PROBLEM DETAILS: Every line that contains "RpcServer" must be located and copied from the data.

MATERIAL SUPPLIED:
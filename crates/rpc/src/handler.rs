//! Method table the server dispatches requests through.
//!
//! Services are collected into a [`ServiceDefinition`] at startup and
//! installed into a [`ServiceRegistry`], which is the [`RequestHandler`]
//! handed to the server.

use crate::error::{Error, HandlerError, Result};
use crate::protocol::Value;
use crate::transport::server::RequestHandler;
use async_trait::async_trait;
use dashmap::DashMap;
use dashmap::mapref::entry::Entry;
use sparrow_discovery::ServiceName;
use std::fmt;
use std::future::Future;
use std::pin::Pin;
use std::sync::Arc;
use tracing::debug;

type MethodFuture = Pin<Box<dyn Future<Output = std::result::Result<Value, HandlerError>> + Send>>;
type MethodFn = Arc<dyn Fn(Vec<Value>) -> MethodFuture + Send + Sync>;

/// Identifies one overload of one method of one service.
#[derive(Clone, Debug, PartialEq, Eq, Hash)]
pub struct MethodKey {
    /// The service the method belongs to.
    pub service: ServiceName,
    /// The method name.
    pub method: String,
    /// Declared parameter types, in order.
    pub parameter_types: Vec<String>,
}

impl fmt::Display for MethodKey {
    fn fmt(&self, f: &mut fmt::Formatter<'_>) -> fmt::Result {
        write!(
            f,
            "{}.{}({})",
            self.service,
            self.method,
            self.parameter_types.join(", ")
        )
    }
}

/// The methods of one service implementation, ready to be published.
#[derive(Default)]
pub struct ServiceDefinition {
    methods: Vec<(String, Vec<String>, MethodFn)>,
}

impl ServiceDefinition {
    /// Create an empty definition.
    #[must_use]
    pub fn new() -> Self {
        Self::default()
    }

    /// Add a method taking parameters of the given types.
    ///
    /// A later method with the same name and types replaces an earlier one.
    #[must_use]
    pub fn method<F, Fut>(mut self, name: impl Into<String>, parameter_types: &[&str], f: F) -> Self
    where
        F: Fn(Vec<Value>) -> Fut + Send + Sync + 'static,
        Fut: Future<Output = std::result::Result<Value, HandlerError>> + Send + 'static,
    {
        let f: MethodFn = Arc::new(move |parameters| Box::pin(f(parameters)));
        self.methods.push((
            name.into(),
            parameter_types.iter().map(|t| (*t).to_string()).collect(),
            f,
        ));
        self
    }

    /// Number of methods defined.
    #[must_use]
    pub fn len(&self) -> usize {
        self.methods.len()
    }

    /// Whether no methods are defined.
    #[must_use]
    pub fn is_empty(&self) -> bool {
        self.methods.is_empty()
    }
}

/// Published services and their methods.
///
/// Clones share the same table.
#[derive(Clone, Default)]
pub struct ServiceRegistry {
    methods: Arc<DashMap<MethodKey, MethodFn>>,
    services: Arc<DashMap<ServiceName, Vec<MethodKey>>>,
}

impl ServiceRegistry {
    /// Create an empty registry.
    #[must_use]
    pub fn new() -> Self {
        Self::default()
    }

    /// Install the methods of `definition` under `service`.
    ///
    /// # Errors
    ///
    /// Returns [`Error::AlreadyPublished`] if the service is already
    /// registered.
    pub fn register_service(&self, service: ServiceName, definition: ServiceDefinition) -> Result<()> {
        let Entry::Vacant(entry) = self.services.entry(service.clone()) else {
            return Err(Error::AlreadyPublished(service.to_string()));
        };

        let mut keys = Vec::with_capacity(definition.methods.len());
        for (method, parameter_types, f) in definition.methods {
            let key = MethodKey {
                service: service.clone(),
                method,
                parameter_types,
            };
            debug!("registered method {}", key);
            self.methods.insert(key.clone(), f);
            keys.push(key);
        }
        entry.insert(keys);

        Ok(())
    }

    /// Remove a service and its methods. Returns whether it was registered.
    pub fn unregister_service(&self, service: &ServiceName) -> bool {
        match self.services.remove(service) {
            Some((_, keys)) => {
                for key in &keys {
                    self.methods.remove(key);
                }
                debug!("unregistered service {}", service);
                true
            }
            None => false,
        }
    }

    /// Whether a service is registered.
    #[must_use]
    pub fn contains_service(&self, service: &ServiceName) -> bool {
        self.services.contains_key(service)
    }

    /// Names of every registered service.
    #[must_use]
    pub fn services(&self) -> Vec<ServiceName> {
        self.services.iter().map(|e| e.key().clone()).collect()
    }
}

#[async_trait]
impl RequestHandler for ServiceRegistry {
    async fn handle(
        &self,
        service: &ServiceName,
        method: &str,
        parameter_types: &[String],
        parameters: Vec<Value>,
    ) -> std::result::Result<Value, HandlerError> {
        let key = MethodKey {
            service: service.clone(),
            method: method.to_string(),
            parameter_types: parameter_types.to_vec(),
        };

        let Some(f) = self.methods.get(&key).map(|m| Arc::clone(m.value())) else {
            if self.contains_service(service) {
                return Err(HandlerError::NotFound(key.to_string()));
            }
            return Err(HandlerError::NotFound(service.to_string()));
        };

        f(parameters).await
    }
}

#[cfg(test)]
mod tests {
    use super::*;
    use assert_matches::assert_matches;

    fn calculator() -> ServiceDefinition {
        ServiceDefinition::new()
            .method("add", &["int", "int"], |params| async move {
                match params.as_slice() {
                    [Value::Int(a), Value::Int(b)] => Ok(Value::Int(a + b)),
                    _ => Err(HandlerError::internal("expected two ints")),
                }
            })
            .method("add", &["float", "float"], |params| async move {
                match params.as_slice() {
                    [Value::Float(a), Value::Float(b)] => Ok(Value::Float(a + b)),
                    _ => Err(HandlerError::internal("expected two floats")),
                }
            })
    }

    fn name() -> ServiceName {
        ServiceName::new("g", "v1", "Calc")
    }

    fn types(types: &[&str]) -> Vec<String> {
        types.iter().map(|t| (*t).to_string()).collect()
    }

    #[tokio::test]
    async fn test_dispatch_by_parameter_types() {
        let registry = ServiceRegistry::new();
        registry.register_service(name(), calculator()).unwrap();

        let sum = registry
            .handle(&name(), "add", &types(&["int", "int"]), vec![Value::Int(2), Value::Int(3)])
            .await;
        assert_eq!(sum, Ok(Value::Int(5)));

        let sum = registry
            .handle(&name(), "add", &types(&["float", "float"]), vec![Value::Float(1.5), Value::Float(1.0)])
            .await;
        assert_eq!(sum, Ok(Value::Float(2.5)));
    }

    #[tokio::test]
    async fn test_missing_method_and_service() {
        let registry = ServiceRegistry::new();
        registry.register_service(name(), calculator()).unwrap();

        let result = registry.handle(&name(), "sub", &[], vec![]).await;
        assert_matches!(result, Err(HandlerError::NotFound(m)) if m == "g@v1@Calc.sub()");

        let other = ServiceName::new("g", "v1", "Other");
        let result = registry.handle(&other, "add", &[], vec![]).await;
        assert_matches!(result, Err(HandlerError::NotFound(s)) if s == "g@v1@Other");
    }

    #[tokio::test]
    async fn test_handler_error_passes_through() {
        let registry = ServiceRegistry::new();
        registry.register_service(name(), calculator()).unwrap();

        let result = registry
            .handle(&name(), "add", &types(&["int", "int"]), vec![Value::Null, Value::Null])
            .await;
        assert_eq!(result, Err(HandlerError::internal("expected two ints")));
    }

    #[test]
    fn test_register_twice_fails() {
        let registry = ServiceRegistry::new();
        registry.register_service(name(), calculator()).unwrap();
        assert_matches!(
            registry.register_service(name(), ServiceDefinition::new()),
            Err(Error::AlreadyPublished(s)) if s == "g@v1@Calc"
        );
    }

    #[tokio::test]
    async fn test_unregister_removes_methods() {
        let registry = ServiceRegistry::new();
        registry.register_service(name(), calculator()).unwrap();
        assert!(registry.unregister_service(&name()));
        assert!(!registry.unregister_service(&name()));
        assert!(!registry.contains_service(&name()));
        assert!(registry.services().is_empty());

        let result = registry
            .handle(&name(), "add", &types(&["int", "int"]), vec![Value::Int(2), Value::Int(3)])
            .await;
        assert_matches!(result, Err(HandlerError::NotFound(_)));

        registry.register_service(name(), calculator()).unwrap();
        assert!(registry.contains_service(&name()));
    }
}
//! Publishes a calculator service and calls it over loopback.
//!
//! Run with `RUST_LOG=debug cargo run --example calculator` to see the
//! transport at work.

use std::sync::Arc;

use sparrow_discovery_memory::MemoryServiceDiscovery;
use sparrow_rpc::{
    Error, HandlerError, RpcClient, RpcServer, ServiceConfig, ServiceDefinition, ServiceProvider,
    ServiceReference, ServiceRegistry, Value,
};
use tracing::{error, info};
use tracing_subscriber::EnvFilter;

fn operands(params: &[Value]) -> Result<(i64, i64), HandlerError> {
    match params {
        [Value::Int(a), Value::Int(b)] => Ok((*a, *b)),
        _ => Err(HandlerError::internal("expected two integers")),
    }
}

async fn add(params: Vec<Value>) -> Result<Value, HandlerError> {
    let (a, b) = operands(&params)?;
    a.checked_add(b)
        .map(Value::Int)
        .ok_or_else(|| HandlerError::internal("overflow"))
}

async fn divide(params: Vec<Value>) -> Result<Value, HandlerError> {
    let (a, b) = operands(&params)?;
    a.checked_div(b)
        .map(Value::Int)
        .ok_or_else(|| HandlerError::internal("division by zero"))
}

#[tokio::main]
async fn main() -> Result<(), Error> {
    tracing_subscriber::fmt()
        .with_env_filter(EnvFilter::try_from_default_env().unwrap_or_else(|_| EnvFilter::new("info")))
        .init();

    let discovery = Arc::new(MemoryServiceDiscovery::new());

    let server = RpcServer::builder()
        .handler(ServiceRegistry::new())
        .build()?;
    let addr = server.start().await?;

    let config = ServiceConfig::new("Calculator")
        .group("demo")
        .version("1.0");
    let provider = ServiceProvider::for_server(Arc::clone(&discovery), &server)?;
    provider
        .publish_service(
            &config,
            ServiceDefinition::new()
                .method("add", &["int", "int"], add)
                .method("divide", &["int", "int"], divide),
        )
        .await?;
    info!("{} listening on {}", config.service_name(), addr);

    let client = Arc::new(RpcClient::builder().discovery(discovery).build()?);
    let calculator = ServiceReference::new(Arc::clone(&client), &config);

    let sum = calculator
        .invoke("add", vec![Value::Int(2), Value::Int(3)])
        .await?;
    info!("add(2, 3) = {:?}", sum);

    let quotient = calculator
        .invoke("divide", vec![Value::Int(84), Value::Int(2)])
        .await?;
    info!("divide(84, 2) = {:?}", quotient);

    match calculator
        .invoke("divide", vec![Value::Int(1), Value::Int(0)])
        .await
    {
        Err(Error::RemoteFailure(message)) => info!("divide(1, 0) failed remotely: {}", message),
        other => error!("divide(1, 0) unexpectedly returned {:?}", other),
    }

    provider.unpublish_all().await?;
    client.shutdown();
    server.shutdown();

    Ok(())
}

ANSWER TO THE PROBLEM:
    Error, HandlerError, RpcClient, RpcServer, ServiceConfig, ServiceDefinition, ServiceProvider,
    let server = RpcServer::builder()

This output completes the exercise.